Um die Nummer eins zu werden, greifen die Kanadier zu viel Geld – und umstrittenen Methoden. Die Restwelt fühlt sich benachteiligt

Im Hauptberuf betreibt Andreas Kapp zwar nach wie vor seinen Großhandel für Tiefkühlkost. So kurz vor Beginn der Olympischen Winterspiele wechselt der Kapitän der deutschen Curling-Mannschaft aber auch schon einmal das Metier. Die Alltagspsychologie hat es dem 42-Jährigen neuerdings angetan, und das besonders, wenn er an seine Olympia-Gastgeber denkt. Kapp hat bereits eine Reihe recht erfolgreicher Weltmeisterschaften in dem Land zwischen Beringmeer und Labradorsee gespielt, deshalb weiß er auch, welcher Druck auf Kanadas Curlern beim olympischen Schrubben auf Eis lastet. „Hinter Eishockey ist das hier ganz klar die Nummer zwei“, betont Kapp. „Und es setzt sich schon in den Köpfen fest, dass die jetzt Gold holen müssen.“

Immerhin: Die Granitsteinschubser sind beileibe nicht allein auf weiter Flur. Das ganze Land liegt im Goldfieber. Eine Sucht, die eine dunkle Vorgeschichte hat: Je einmal im Sommer (1976 in Montreal) und Winter (1988 in Calgary) durften die Kanadier bislang Olympische Spiele veranstalten – aber nicht eine einzige Goldmedaille durften sich ihre Athleten dabei umhängen lassen. Kanada ist damit das einzige Veranstalterland Olympischer Spiele, das diese ärgerliche Nullquote vorzuweisen hat – Grund genug, beim dritten Versuch nun alles resolut nachholen zu wollen.

„Das Podium gehört uns“

Zwei Jahre, nachdem Vancouver den Zuschlag für 2010 bekam, riefen die Kanadier deshalb eigens eine Initiative ins Leben. Getauft wurde das ehrgeizige Kind auf den Namen „Own the Podium“, zu Deutsch etwa: „Das Podium gehört uns“. Gefüttert wurde der nationale Masterplan mit einer für Kanada bis dato einmalig hohen Summe: 110 Millionen kanadische Dollar, rund 75 Millionen Euro, flossen für den erhofften Goldregen seit 2005 in die Wintersportbranche. Und bei der groß angelegten Aktion dürfte es nicht zuletzt um olympische Vergangenheitsbewältigung gehen. „Unsere Unterstützung soll Kanada zu Stolz und Leistung animieren“, betont Sportminister Gary Lunn jedenfalls. Und: „Sie kann die Kanadier wieder mehr zum Sport bringen, auf höchstem Niveau genauso wie im Alltag.“

Ihre Medaillenausbeute wollen die ambitionierten Gastgeber von 24 in Turin auf 35 steigern und dabei Deutschland (Bilanz von 2006: 29 Medaillen, davon elf goldene) als erfolgreichste Schneesportnation vom Sockel stoßen. Und bei den Vorbereitungen hierzu zeigten sich die Kanadier nicht eben zimperlich: Olympische Sportstätten wie die Abfahrtsstrecke in Whistler hüteten sie lange wie ein Heiligtum, Trainingszeiten für ausländische Top-Fahrer waren kaum vorgesehen.

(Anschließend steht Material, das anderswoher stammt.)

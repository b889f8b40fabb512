//! Integration tests for the KPL and Blitz pipelines

use std::fs;
use std::path::Path;

use kpl::format::{check_formatted, format_source};
use kpl::workspace::{SourceLanguage, Workspace, WorkspaceConfig};
use kpl_syntax::ast::{Declaration, FileUnit};
use kpl_syntax::blitz::{self, BlitzParser, BlitzTokenKind, SymbolKind};
use kpl_syntax::diagnostics::Severity;
use kpl_syntax::parser;

/// Run the language's full pipeline on a fixture and collect error messages
fn check_file(path: &Path) -> Result<(), Vec<String>> {
    let source = fs::read_to_string(path).map_err(|e| vec![e.to_string()])?;
    let language = SourceLanguage::from_path(path).ok_or_else(|| vec!["unknown extension".to_string()])?;
    let errors: Vec<String> = language
        .diagnose(&source)
        .into_iter()
        .filter(|d| d.is_error())
        .map(|d| d.to_string())
        .collect();
    if errors.is_empty() { Ok(()) } else { Err(errors) }
}

/// Test that all valid fixtures check cleanly
#[test]
fn test_valid_fixtures() {
    let fixtures_dir = Path::new("tests/fixtures/valid");
    let mut seen = 0;
    for entry in fs::read_dir(fixtures_dir).unwrap() {
        let path = entry.unwrap().path();
        if SourceLanguage::from_path(&path).is_some() {
            seen += 1;
            let result = check_file(&path);
            assert!(result.is_ok(), "Expected {} to check cleanly: {:?}", path.display(), result.err());
        }
    }
    assert_eq!(seen, 3);
}

/// Test that all invalid fixtures produce errors
#[test]
fn test_invalid_fixtures() {
    let fixtures_dir = Path::new("tests/fixtures/invalid");
    for entry in fs::read_dir(fixtures_dir).unwrap() {
        let path = entry.unwrap().path();
        if SourceLanguage::from_path(&path).is_some() {
            assert!(check_file(&path).is_err(), "Expected {} to fail", path.display());
        }
    }
}

#[test]
fn test_workspace_checks_every_fixture() {
    let mut ws = Workspace::new(WorkspaceConfig::new("tests/fixtures"));
    assert_eq!(ws.refresh().unwrap(), 5);

    let failing: Vec<String> = ws
        .files()
        .into_iter()
        .filter(|path| check_file(path).is_err())
        .filter_map(|path| path.file_name().map(|n| n.to_string_lossy().into_owned()))
        .collect();
    assert_eq!(failing, vec!["Duplicate.s", "Unclosed.k"]);
}

// =============================================================================
// KPL
// =============================================================================

#[test]
fn test_kpl_end_to_end_example() {
    let outcome = parser::parse_source("code Test\n  function f() returns int\n    return 1\n  endFunction\nendCode");
    assert!(outcome.diagnostics.is_empty());
    let FileUnit::Code(code) = &outcome.program.units[0].node else {
        panic!("Expected code file");
    };
    assert_eq!(code.name, "Test");
    let Declaration::Function(f) = &code.declarations[0].node else {
        panic!("Expected function");
    };
    assert_eq!(f.name.as_deref(), Some("f"));
    assert!(f.params.is_empty());
    assert_eq!(f.body.len(), 1);
}

#[test]
fn test_kpl_header_and_code_parse_together() {
    let header = fs::read_to_string("tests/fixtures/valid/Lib.h").unwrap();
    let code = fs::read_to_string("tests/fixtures/valid/Impl.k").unwrap();
    let outcome = parser::parse_source(&format!("{header}\n{code}"));
    assert!(outcome.diagnostics.is_empty(), "{:?}", outcome.diagnostics);
    assert_eq!(outcome.program.units.len(), 2);
    assert!(matches!(outcome.program.units[0].node, FileUnit::Header(_)));
    assert!(matches!(outcome.program.units[1].node, FileUnit::Code(_)));
}

#[test]
fn test_kpl_errors_carry_positions() {
    let source = fs::read_to_string("tests/fixtures/invalid/Unclosed.k").unwrap();
    let outcome = parser::parse_source(&source);
    assert!(outcome.has_errors());
    for d in &outcome.diagnostics {
        assert!(d.line >= 1 && d.column >= 1, "{d}");
    }
}

// =============================================================================
// Blitz
// =============================================================================

#[test]
fn test_blitz_end_to_end_example() {
    let mut parser = BlitzParser::new();
    let result = parser.parse_text("L1: add r1,r2,r3\n jmp L1");
    assert!(result.diagnostics.is_empty(), "{:?}", result.diagnostics);

    let labels: Vec<_> = result
        .tokens
        .iter()
        .filter(|t| t.text == "L1")
        .map(|t| (t.line, t.kind))
        .collect();
    assert_eq!(labels, vec![(1, BlitzTokenKind::Label), (2, BlitzTokenKind::Label)]);

    let symbol = parser.get_symbol("L1").unwrap();
    assert_eq!(symbol.kind, SymbolKind::Label);
    assert_eq!(symbol.definition.map(|d| d.line), Some(1));
    assert_eq!(symbol.references.len(), 1);
}

#[test]
fn test_blitz_fixture_symbols() {
    let source = fs::read_to_string("tests/fixtures/valid/Boot.s").unwrap();
    let mut parser = BlitzParser::new();
    let result = parser.parse_text(&source);
    assert!(!result.has_errors(), "{:?}", result.diagnostics);

    assert_eq!(parser.get_symbol("Start").unwrap().kind, SymbolKind::Export);
    assert_eq!(parser.get_symbol("Putc").unwrap().kind, SymbolKind::Import);
    assert_eq!(parser.get_symbol("STACK_TOP").unwrap().kind, SymbolKind::Constant);
    assert_eq!(parser.get_symbol("Loop").unwrap().references.len(), 1);
}

#[test]
fn test_blitz_duplicate_and_undefined() {
    let source = fs::read_to_string("tests/fixtures/invalid/Duplicate.s").unwrap();
    let result = blitz::parse_text(&source);
    let messages: Vec<_> = result
        .diagnostics
        .iter()
        .map(|d| (d.severity, d.line, d.message.as_str()))
        .collect();
    assert_eq!(
        messages,
        vec![
            (Severity::Error, 3, "Label 'Start' is already defined at line 1, column 1"),
            (Severity::Error, 4, "Symbol 'Missing' is used but never defined"),
        ]
    );
}

#[test]
fn test_blitz_fixture_is_formatted() {
    let source = fs::read_to_string("tests/fixtures/valid/Boot.s").unwrap();
    assert!(check_formatted(&source), "{}", format_source(&source));
}
//! Blitz instruction encoding formats and operand kinds.
//!
//! Every instruction is encoded in one of seven formats (`A`..`G`). A format fixes the operand-type sequence the
//! assembler expects, which is what operand validation checks against.
//!
//! ## Notes
//! - Operand order follows the assembler's written order (`add r1,100,r3` is `E`: register, data16, register).
//! - Memory and register-sum operands (`[r1+r2]`, `r1+r2`) count as one operand each.

use std::fmt;

/// Instruction encoding format.
#[derive(Debug, Clone, Copy, PartialEq, Eq, Hash)]
pub enum InstructionFormat {
    /// No operands.
    A,
    /// One register.
    B,
    /// Two registers.
    C,
    /// Three registers.
    D,
    /// Register, 16-bit immediate, register.
    E,
    /// 24-bit immediate or label.
    F,
    /// 16-bit immediate, register.
    G,
}

/// Kind of a single instruction or directive operand.
#[derive(Debug, Clone, Copy, PartialEq, Eq, Hash)]
pub enum OperandType {
    Register,
    Immediate,
    Label,
    Memory,
    Constant,
    String,
    Data16,
    Data24,
    None,
}

pub const ALL_FORMATS: &[InstructionFormat] = &[
    InstructionFormat::A,
    InstructionFormat::B,
    InstructionFormat::C,
    InstructionFormat::D,
    InstructionFormat::E,
    InstructionFormat::F,
    InstructionFormat::G,
];

impl InstructionFormat {
    /// Expected operand types, in written order.
    pub fn operands(self) -> &'static [OperandType] {
        use OperandType::*;
        match self {
            InstructionFormat::A => &[],
            InstructionFormat::B => &[Register],
            InstructionFormat::C => &[Register, Register],
            InstructionFormat::D => &[Register, Register, Register],
            InstructionFormat::E => &[Register, Data16, Register],
            InstructionFormat::F => &[Data24],
            InstructionFormat::G => &[Data16, Register],
        }
    }

    /// Single-letter name used in hover text and listings.
    pub fn letter(self) -> char {
        match self {
            InstructionFormat::A => 'A',
            InstructionFormat::B => 'B',
            InstructionFormat::C => 'C',
            InstructionFormat::D => 'D',
            InstructionFormat::E => 'E',
            InstructionFormat::F => 'F',
            InstructionFormat::G => 'G',
        }
    }
}

impl fmt::Display for InstructionFormat {
    fn fmt(&self, f: &mut fmt::Formatter<'_>) -> fmt::Result {
        write!(f, "{}", self.letter())
    }
}

impl fmt::Display for OperandType {
    fn fmt(&self, f: &mut fmt::Formatter<'_>) -> fmt::Result {
        let s = match self {
            OperandType::Register => "register",
            OperandType::Immediate => "immediate",
            OperandType::Label => "label",
            OperandType::Memory => "memory",
            OperandType::Constant => "constant",
            OperandType::String => "string",
            OperandType::Data16 => "data16",
            OperandType::Data24 => "data24",
            OperandType::None => "none",
        };
        write!(f, "{s}")
    }
}

/// Split an operand list on top-level commas, ignoring commas inside `[...]` and quotes.
///
/// ## Examples
/// ```rust
/// use kpl_core::blitz::formats::split_operands;
///
/// assert_eq!(split_operands("[r1+r2],r3"), vec!["[r1+r2]", "r3"]);
/// assert!(split_operands("   ").is_empty());
/// ```
pub fn split_operands(text: &str) -> Vec<&str> {
    let text = text.trim();
    if text.is_empty() {
        return Vec::new();
    }
    let mut parts = Vec::new();
    let mut depth = 0usize;
    let mut quote: Option<char> = None;
    let mut start = 0;
    for (i, c) in text.char_indices() {
        match (quote, c) {
            (Some(q), _) if c == q => quote = None,
            (Some(_), _) => {}
            (None, '"' | '\'') => quote = Some(c),
            (None, '[') => depth += 1,
            (None, ']') => depth = depth.saturating_sub(1),
            (None, ',') if depth == 0 => {
                parts.push(text[start..i].trim());
                start = i + 1;
            }
            _ => {}
        }
    }
    parts.push(text[start..].trim());
    parts
}

#[cfg(test)]
mod tests {
    use super::*;

    #[test]
    fn test_operand_counts() {
        let counts: Vec<usize> = ALL_FORMATS.iter().map(|f| f.operands().len()).collect();
        assert_eq!(counts, vec![0, 1, 2, 3, 3, 1, 2]);
    }

    #[test]
    fn test_split_operands_keeps_quoted_commas() {
        assert_eq!(split_operands("\"a,b\",r1"), vec!["\"a,b\"", "r1"]);
        assert_eq!(split_operands("r1+r2"), vec!["r1+r2"]);
    }
}
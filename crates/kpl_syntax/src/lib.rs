#![forbid(unsafe_code)]
//! Syntax frontend for the KPL language and Blitz assembly: lexers, parser, AST, diagnostics.
//!
//! This crate is dependency-light and shared by the CLI, the formatter and the language server.
//!
//! ## Notes
//! - This crate is “syntax-only”: beyond Blitz symbol existence checks it does no semantic analysis.
//! - Vocabulary identity (keywords/operators/punctuation, Blitz instructions/registers) comes from `kpl_core`.
//! - Both languages report problems through the same closed [`diagnostics::Diagnostic`] record.
//!
//! ## Examples
//! ```rust
//! use kpl_syntax::{blitz, parser};
//!
//! let outcome = parser::parse_source("code Test\nendCode");
//! assert!(outcome.diagnostics.is_empty());
//!
//! let result = blitz::parse_text("L1: add r1,r2,r3\n jmp L1");
//! assert!(result.diagnostics.is_empty());
//! ```
//!
//! ## See also
//! - `kpl_core::lang` and `kpl_core::blitz` for the static vocabulary tables.

pub mod ast;
pub mod blitz;
pub mod diagnostics;
pub mod lexer;
pub mod parser;
pub mod token_helpers;
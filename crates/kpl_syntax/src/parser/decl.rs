/// Files and declaration sections.
///
/// This chunk parses `header`/`code` files, `uses` clauses and every declaration section
/// (`const`, `errors`, `var`, `enum`, `type`, `functions`, `function`, `interface`, `class`,
/// `behavior`), plus method prototypes and method bodies.

/// Which kind of file a declaration section appears in.
#[derive(Debug, Clone, Copy, PartialEq, Eq)]
enum FileKind {
    Header,
    Code,
}

impl FileKind {
    fn expected_declaration(self) -> &'static str {
        match self {
            FileKind::Header => "Expected declaration (const, errors, var, enum, type, functions, interface, or class)",
            FileKind::Code => {
                "Expected declaration (const, errors, var, enum, type, function, interface, class, or behavior)"
            }
        }
    }
}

Laute Klagen wegen offensichtlicher Benachteiligung folgten, etwa aus dem Mund der Skeletonfahrerin Katie Uhlaender. Die Welt sei wegen der arg limitierten Trainingsmöglichkeiten „sehr enttäuscht“, teilte die 25-jährige US-Amerikanerin im Herbst mit. Das Verhalten der Olympia-Organisatoren sei, so Uhlaender, „unhöflich, um es mal vorsichtig auszudrücken“.

Ähnliche Beschwerden waren auch von Rodlern oder Eisschnellläufern zu vernehmen. Auch im Olympischen Dorf in Vancouver waren die besten Unterkünfte – jene, die direkt an der Wasserfront liegen – rasch in kanadischer Hand. Die exquisiten Quartiere der Kanadier „seien ihnen gegönnt“, raunte DOSB-Leistungssportchef Ulf Tippelt nach dem ersten Rundgang noch. Ansonsten aber wird der internationale Besuch weniger gönnerhaft sein, nicht zuletzt wegen dieser Vorgeschichte.